Furthermore, since alloying of Zn and Fe progressed excessively, plating adhesion also deteriorated. On the other hand, No. In No. 3, the plate temperature before plating was too low, resulting in poor plating adhesion and unplated areas. No. In No. 5, the dry descaling temperature was too low, so bending occurred during coil unwinding. Also, No. In No. 7, the annealing temperature was too low and the steel plate could not be recrystallized, so a high ▲r▼ value could not be obtained. No. 9 is an example where an appropriate descaling temperature could not be secured.
As a result, a broken back occurred. [0042]No. Samples Nos. 4, 6, and 8 met the conditions of the present invention, exhibited excellent plating adhesion, had no bulging defects, and had no buckling, and yielded plated products with good ▲r▼ values and ▲r▼ values. (Legend is the same as Table 3) 00
[Table 4] [Example 3] Using the coils manufactured under the conditions shown in Tables 1 and 2, dry descaling and hot-dip plating using a vacuum arc were performed under the following conditions. [0045] Steel number: 2 Descaling temperature: 600°C Atmosphere: 100% N2 Plating adhesion: 150 g/m2 [0046] After that, the plating adhesion was checked using a DUPONT impact tester by visually checking the plating surface for blistering defects and buckling. , Material deterioration was evaluated using a tensile test. Note that the evaluation was performed 30 days after plating. The results are shown in Table 5. Excellent plating adhesion was exhibited to various bath components, and a good plated product was obtained with no blistering defects or buckling. (The legend is the same as in Table 3) [Table 5] [Effects of the Invention] The present invention uses the above-described means and utilizes the above-described effects to produce Ti, Nb, etc. as in the conventional method. This makes it possible to economically produce hot-rolled steel sheets with good ▲r▼ value and low workability ▲r with good productivity and workability without using alloys or without oil-lubricated rolling. Moreover, since the surface layer can be galvanized more economically, it has a great industrial effect on the field of art.

Claims (1)

[Claims] [Claim 1] Mn: 0.10 to 0.60 in weight%
%, S: 0.001-0.006%, other Fe
and 1400°C to 1200°C for steel consisting of unavoidable components.

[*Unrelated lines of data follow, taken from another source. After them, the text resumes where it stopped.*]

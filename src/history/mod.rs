//! History module for persisting past crawl results
//!
//! This module handles:
//! - The `HistoryStore` backend interface (named value slots)
//! - SQLite and in-memory backends
//! - The capacity-bounded, most-recent-first `HistoryCache`

mod cache;
mod memory;
mod schema;
mod sqlite;
mod traits;

pub use cache::{HistoryCache, HISTORY_KEY, HISTORY_LIMIT};
pub use memory::MemoryStore;
pub use sqlite::SqliteStore;
pub use traits::{HistoryStore, StorageError, StorageResult};

use crate::client::CrawlResult;
use crate::request::CrawlRequest;
use chrono::{DateTime, Utc};
use serde::{Deserialize, Serialize};
use std::path::Path;

/// Opens the SQLite-backed history cache at `path`
///
/// Missing parent directories are created.
pub fn open_history(path: &Path) -> crate::Result<HistoryCache<SqliteStore>> {
    Ok(HistoryCache::new(SqliteStore::new(path)?))
}

/// A successful crawl as stored in history
///
/// The crawl result is flattened into the record; entries are never edited
/// after they are written.
#[derive(Debug, Clone, PartialEq, Serialize, Deserialize)]
pub struct HistoryEntry {
    pub id: String,
    pub url: String,
    pub created_at: DateTime<Utc>,
    pub request_options: CrawlRequest,
    #[serde(flatten)]
    pub result: CrawlResult,
}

The slab is solidified by casting at a cooling rate of ≥5.0°C/min in the temperature range of 1200°C to 1100°C, and the average temperature decrease is 5°C/min or more and 30°C/min or less. After keeping the slab warm at a constant speed, finish rolling of the slab is started within 60 minutes from the start of solidification in a temperature range below the Ar3 point +100°C, and the rolling is finished in an isothermal temperature range above the Ar3 point, and then finished at 350°C.
After winding in the above manner, dry descaling at 350°C or higher, temperature adjustment before plating to 400°C to 600°C, and Zn-based hot-dip plating on the steel sheet are performed continuously, and at least after completion of dry descaling, no A method for producing a Zn-based hot-dipped hot-rolled steel sheet with excellent plating surface properties and plating adhesion, and excellent ▲r▼ and ▲r values, the method comprising adjusting the atmosphere to be oxidizing or reducing.